Not long after that, I read an article ‘The Foot Washing’, by Sandra Schneiders. In this, three ways of service are noted and applied to Peter’s reluctance to have his feet washed by Jesus. These three ways appear in our everyday experience, and their interaction can give an insight into our ways of ministry and thinking. In the first model, service is seen as what the server must do for the served, because of some right or power which the served is understood to possess: it springs from subordination and inequality. The server is bound by any number of relationships, such as child to parent, slave to owner, subject to ruler.

The second is that service is performed freely for the served, because of some perceived need in the served, which the server has the power to meet. This is seen in such examples as the services of doctor to patient, welfare worker to client, teacher to pupil, professional to lay person, rich to poor. The service rendered is a statement of the superiority of the one and the dependence of the other.

The third model was that of service from friendship, the one human relationship based on equality.
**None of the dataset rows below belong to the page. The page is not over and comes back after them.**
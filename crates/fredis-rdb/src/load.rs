//! The load pipeline: opcode loop, per-entry scratch metadata, aux
//! recognition, checksum verification.
//!
//! Loading is all-or-nothing: any structural damage surfaces as an
//! integrity error and the caller must not serve the partially loaded
//! state. Every such error carries the source location of the check
//! that rejected the stream.

use std::fs::File;
use std::io::{BufReader, Read};
use std::path::Path;
use std::time::{SystemTime, UNIX_EPOCH};

use fredis_core::Database;
use fredis_error::{corrupt, FredisError, Result};
use fredis_types::Object;
use tracing::{debug, info, warn};

use crate::format::{
    is_value_type, MIN_CHECKSUM_VERSION, OP_AUX, OP_EOF, OP_EXPIRETIME, OP_EXPIRETIME_MS,
    OP_FREQ, OP_IDLE, OP_MODULE_AUX, OP_RESIZEDB, OP_SELECTDB,
};
use crate::io::Loader;
use crate::value::read_value;

/// Loader-side switches.
#[derive(Clone, Copy, Debug)]
pub struct LoadOptions {
    /// Verify the CRC-64 trailer (files of version ≥ 5). A recorded
    /// zero means the writer disabled checksums; that is logged and
    /// accepted.
    pub verify_checksum: bool,
    /// Keep keys whose expiry is already in the past. A replica
    /// loading its master's snapshot must keep them: the master owns
    /// expiry, and dropping them here would desynchronize the pair.
    pub keep_expired: bool,
}

impl Default for LoadOptions {
    fn default() -> Self {
        Self {
            verify_checksum: true,
            keep_expired: false,
        }
    }
}

/// State recovered from auxiliary fields.
#[derive(Clone, Debug, Default, PartialEq, Eq)]
pub struct LoadInfo {
    pub repl_stream_db: Option<u64>,
    pub repl_id: Option<String>,
    pub repl_offset: Option<i64>,
    /// Cached script bodies, in file order.
    pub scripts: Vec<Vec<u8>>,
}

fn unix_ms_now() -> i64 {
    SystemTime::now()
        .duration_since(UNIX_EPOCH)
        .map_or(0, |d| d.as_millis() as i64)
}

/// Load one snapshot stream into `dbs`. The magic header is consumed
/// here if the caller has not already read it.
pub fn load_snapshot<R: Read>(
    loader: &mut Loader<R>,
    dbs: &mut [Database],
    opts: &LoadOptions,
) -> Result<LoadInfo> {
    if loader.version() == 0 {
        loader.read_header()?;
    }
    let version = loader.version();
    let now_ms = unix_ms_now();

    let mut load_info = LoadInfo::default();
    let mut current_db = 0_usize;

    // Metadata opcodes set scratch state that applies to the next
    // keyspace entry only.
    let mut expire_at_ms: Option<i64> = None;
    let mut idle: Option<u64> = None;
    let mut freq: Option<u8> = None;

    loop {
        let opcode = loader.read_u8()?;
        match opcode {
            OP_EXPIRETIME => {
                // Legacy seconds form, scaled up on the spot.
                expire_at_ms = Some(loader.read_secs_time()? * 1000);
            }
            OP_EXPIRETIME_MS => {
                expire_at_ms = Some(loader.read_ms_time()?);
            }
            OP_FREQ => {
                freq = Some(loader.read_u8()?);
            }
            OP_IDLE => {
                idle = Some(loader.read_plain_len()?);
            }
            OP_EOF => break,
            OP_SELECTDB => {
                let index = loader.read_plain_len()?;
                let index = usize::try_from(index)
                    .ok()
                    .filter(|&i| i < dbs.len())
                    .ok_or_else(|| {
                        corrupt!(
                            "snapshot selects database {index}, only {} configured",
                            dbs.len()
                        )
                    })?;
                current_db = index;
            }
            OP_RESIZEDB => {
                let db_size = loader.read_plain_len()?;
                let expires_size = loader.read_plain_len()?;
                dbs[current_db].expand_hints(
                    usize::try_from(db_size).unwrap_or(usize::MAX),
                    usize::try_from(expires_size).unwrap_or(usize::MAX),
                );
            }
            OP_AUX => {
                let name = loader.read_string_bytes()?;
                let value = loader.read_string_bytes()?;
                apply_aux_field(&mut load_info, &name, value);
            }
            OP_MODULE_AUX => {
                let id = loader.read_plain_len()?;
                return Err(FredisError::UnknownModule { id });
            }
            tag if is_value_type(tag) => {
                let key = loader.read_string_bytes()?;
                let value = read_value(loader, tag)?;

                // A primary loading its own file drops keys that
                // expired while the server was down.
                let keep = opts.keep_expired || expire_at_ms.map_or(true, |at| at >= now_ms);
                if keep {
                    let mut object = Object::new(value);
                    object.idle = idle;
                    object.freq = freq;
                    let db = &mut dbs[current_db];
                    if let Some(at) = expire_at_ms {
                        db.set(key.clone(), object);
                        db.set_expire(&key, at)?;
                    } else {
                        db.set(key, object);
                    }
                }

                expire_at_ms = None;
                idle = None;
                freq = None;
            }
            other => return Err(corrupt!("unknown opcode {other}")),
        }
    }

    if version >= MIN_CHECKSUM_VERSION {
        let computed = loader.finalize_checksum();
        let mut trailer = [0_u8; 8];
        loader.read_exact_buf(&mut trailer)?;
        let recorded = u64::from_le_bytes(trailer);
        if opts.verify_checksum {
            if recorded == 0 {
                warn!("snapshot was saved with checksum disabled, no verification performed");
            } else if recorded != computed {
                return Err(FredisError::ChecksumMismatch { recorded, computed });
            }
        }
    }

    Ok(load_info)
}

fn apply_aux_field(info: &mut LoadInfo, name: &[u8], value: Vec<u8>) {
    match name {
        b"repl-stream-db" => {
            info.repl_stream_db = ascii_to_u64(&value);
        }
        b"repl-id" => {
            if value.len() == 40 {
                info.repl_id = String::from_utf8(value).ok();
            }
        }
        b"repl-offset" => {
            info.repl_offset = ascii_to_i64(&value);
        }
        b"lua" => {
            info.scripts.push(value);
        }
        _ if name.first() == Some(&b'%') => {
            // Fields whose name starts with '%' are informational and
            // meant to be surfaced at load time.
            info!(
                name = %String::from_utf8_lossy(name),
                value = %String::from_utf8_lossy(&value),
                "snapshot info field"
            );
        }
        _ => {
            // Forward compatibility: unknown auxiliary fields are
            // skipped, not fatal.
            debug!(
                name = %String::from_utf8_lossy(name),
                "unrecognized auxiliary field"
            );
        }
    }
}

fn ascii_to_u64(bytes: &[u8]) -> Option<u64> {
    std::str::from_utf8(bytes).ok()?.parse().ok()
}

fn ascii_to_i64(bytes: &[u8]) -> Option<i64> {
    std::str::from_utf8(bytes).ok()?.parse().ok()
}

/// Load a snapshot file from disk.
pub fn load_from_file(path: &Path, dbs: &mut [Database], opts: &LoadOptions) -> Result<LoadInfo> {
    info!(path = %path.display(), "loading snapshot");
    let file = File::open(path)?;
    let mut loader = Loader::new(BufReader::new(file));
    loader.read_header()?;
    let load_info = load_snapshot(&mut loader, dbs, opts)?;
    info!(path = %path.display(), "DB loaded from disk");
    Ok(load_info)
}

#[cfg(test)]
mod tests {
    use super::*;
    use crate::io::Emitter;
    use crate::save::{write_snapshot_to_buffer, SaveInfo, SaveOptions};
    use fredis_types::Value;

    #[test]
    fn test_unknown_opcode_is_corruption() {
        let mut emitter = Emitter::new(Vec::new());
        emitter.write_raw(b"REDIS0009").expect("magic");
        emitter.write_opcode(246).expect("bogus opcode");
        let buf = emitter.into_inner();

        let mut loader = Loader::new(buf.as_slice());
        let mut dbs = vec![Database::new()];
        let err = load_snapshot(&mut loader, &mut dbs, &LoadOptions::default())
            .expect_err("opcode 246 must be rejected");
        assert!(matches!(err, FredisError::Corrupt { .. }), "{err:?}");
    }

    #[test]
    fn test_select_of_unconfigured_database_is_corruption() {
        let mut db = Database::new();
        db.add(b"k".to_vec(), Object::new(Value::Str(b"v".to_vec())))
            .expect("fresh key");
        // Written as database 0 of a one-database server...
        let buf = write_snapshot_to_buffer(&[Database::new(), db], None, &SaveOptions::default())
            .expect("save");

        // ...but loaded into a server configured with one database.
        let mut dbs = vec![Database::new()];
        let mut loader = Loader::new(buf.as_slice());
        let err = load_snapshot(&mut loader, &mut dbs, &LoadOptions::default())
            .expect_err("database index out of range");
        assert!(matches!(err, FredisError::Corrupt { .. }), "{err:?}");
    }

    #[test]
    fn test_truncated_stream_reports_short_read() {
        let db = {
            let mut db = Database::new();
            db.add(b"k".to_vec(), Object::new(Value::Str(vec![7; 100])))
                .expect("fresh key");
            db
        };
        let buf =
            write_snapshot_to_buffer(&[db], None, &SaveOptions::default()).expect("save");

        let mut dbs = vec![Database::new()];
        let mut loader = Loader::new(&buf[..buf.len() / 2]);
        let err = load_snapshot(&mut loader, &mut dbs, &LoadOptions::default())
            .expect_err("truncation must fail the load");
        assert!(
            matches!(err, FredisError::ShortRead { .. } | FredisError::Corrupt { .. }),
            "{err:?}"
        );
    }

    #[test]
    fn test_expired_keys_are_filtered_unless_kept() {
        let mut db = Database::new();
        db.add(b"gone".to_vec(), Object::new(Value::Str(b"v".to_vec())))
            .expect("fresh key");
        db.set_expire(b"gone", 1_000).expect("key exists");
        db.add(b"alive".to_vec(), Object::new(Value::Str(b"v".to_vec())))
            .expect("fresh key");
        db.set_expire(b"alive", i64::MAX).expect("key exists");
        let buf =
            write_snapshot_to_buffer(&[db], None, &SaveOptions::default()).expect("save");

        let mut dbs = vec![Database::new()];
        let mut loader = Loader::new(buf.as_slice());
        load_snapshot(&mut loader, &mut dbs, &LoadOptions::default()).expect("load");
        assert!(dbs[0].peek(b"gone").is_none(), "stale key must be dropped");
        assert!(dbs[0].peek(b"alive").is_some());

        let mut dbs = vec![Database::new()];
        let mut loader = Loader::new(buf.as_slice());
        let opts = LoadOptions {
            keep_expired: true,
            ..LoadOptions::default()
        };
        load_snapshot(&mut loader, &mut dbs, &opts).expect("load");
        assert!(
            dbs[0].peek(b"gone").is_some(),
            "replica mode must keep master-owned expiries"
        );
        assert_eq!(dbs[0].expire_at(b"gone"), Some(1_000));
    }

    #[test]
    fn test_aux_fields_roundtrip_through_load_info() {
        let mut db = Database::new();
        db.add(b"k".to_vec(), Object::new(Value::Str(b"v".to_vec())))
            .expect("fresh key");
        let info = SaveInfo {
            repl_stream_db: 3,
            repl_id: "f".repeat(40),
            repl_offset: 123_456_789,
            scripts: vec![b"return 1".to_vec(), b"return 2".to_vec()],
        };
        let buf = write_snapshot_to_buffer(&[db], Some(&info), &SaveOptions::default())
            .expect("save");

        let mut dbs = vec![Database::new()];
        let mut loader = Loader::new(buf.as_slice());
        let loaded = load_snapshot(&mut loader, &mut dbs, &LoadOptions::default()).expect("load");
        assert_eq!(loaded.repl_stream_db, Some(3));
        assert_eq!(loaded.repl_id.as_deref(), Some("f".repeat(40).as_str()));
        assert_eq!(loaded.repl_offset, Some(123_456_789));
        assert_eq!(loaded.scripts, info.scripts);
    }
}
God so loved the world as to give God’s only Son to save us. Jesus’ self gift was not the master’s redemption of unworthy slaves but an act of friendship. “No longer do I call you servants, I call you friends”; a model of equality and mutual service.

Our Lord’s command to love one another and wash one another’s feet is a command to the apostles that they should live out among themselves the love of friendship, with its delight in mutual service, that knows no order of importance, which Jesus is beginning. The hospitality, warm friendship, acceptance and welcome that is offered in so many ways in our houses seems to be in line with this idea of participation in Jesus’ transforming work. In the true simplicity of Francis, we can assert that all are of equal value and importance, which goes contrary to so much of what is seen in our world. Sandra Schneiders ends by saying that ‘at least one meaning of the foot-washing for contemporary disciples lies not in an under-standing of Christian ministry in terms of self-humiliation or individual acts of menial service, but as a participation in Jesus’ work of transforming the sinful structures of domination operative in human society, according to the model of friendship, expressing itself in joyful mutual service unto death.’